Roy Terry 21Nov03: How about sharing the code? Especially the fixed and tinkered with core code from DKF. I'd like to make use of it too :)

dossy 20jan04: How should I share the code? I don't feel right going up and replacing DKF's code with my tweaked code, and I really don't have time to support my hacked up version, but I've been running it in "production" handling all the mail for panoptic.com since 11/2003, so I know it works. It's success rate isn't that great since it still misses, I'm guessing (no real measurements), around 10 spam out of 500. What bothers me the most is the false positive rate of probably 1 in 1000 messages, which is really bothersome. I really ought to take better measurements, but my gut tells me that this is still outperforming SpamAssassin, so I'm happy.

How about mailing it to me. And, with your permission, I'll post it back to a related page. OK? (Roy Terry)

dossy 22jan04: Roy, I've sent it to you in email. Good luck, and god speed! :-)


JR 21nov03: I've been using a fixed version of this code for some time now. (Works great, except for poor interaction with openwebmail) My biggest complaint is the startup time because it has to load the multi-megabyte word tables.
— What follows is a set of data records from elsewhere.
//! Shell completion generation.

use std::io;

use clap::Command;
use clap_complete::{generate, Shell};

/// Binary name written into completion scripts.
pub const BIN_NAME: &str = "lucasfib";

/// Generate a completion script for `shell`.
pub fn generate_completion(cmd: &mut Command, shell: Shell, out: &mut dyn io::Write) {
    generate(shell, cmd, BIN_NAME, out);
}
I modified it to load those only after reading the message, because for retraining I use formail to feed it a message at a time and it may end up feeding it a large number of blank messages. But it would be nice to eliminate this startup time altogether by using a demand-loaded dictionary.


[Nice work.]

There's something in PERL which uses Bayes here [L3 ] - it interfaces to exmh, too.

LV Note that that last URL doesn't seem to be working very well...


Looks like some *very* interesting code, but a few comments here and there would certainly be helpful to those of us who would like to help out!

DKF - What, like what I have now added?


When asking for help, the more specific you are, the more likely help will be forthcoming. I see some comments above - if you indicate where you want more info, then perhaps more comments can be added.


LV Roy Terry, did you ever load the updated code back to the wiki? If so, where?

LES Yes, Roy Terry, where? And how do you hook it up to qmail?

RT 15Aug07 - been a long time but I do have the files that existed then. No comment on which if any are better than the code currently posted on this page. As I recall, I simply trimmed off some of the config logic added by Dossy as it didn't suit me. I appeared that Dossy fixed a largish handful of typo-sytle errors in the DKF code. All three code version are in the zip here http://tclbuzz.com/imgmisc/baytcl.zip I did not end up integrating the code into Blueline or anything else (so far :*). Anyway, I got the code to appear to work properly from the tcl console. Don't see what kept Dossy from posting it himself. (Apologies if my memory has faded too much and I got the above description wrong).


http://freshmeat.net/projects/spamprobe/ is a spam detection program that uses Bayesian analysis of the term frequencies. I've not had an opportunity to see what technology is used underneath the hood.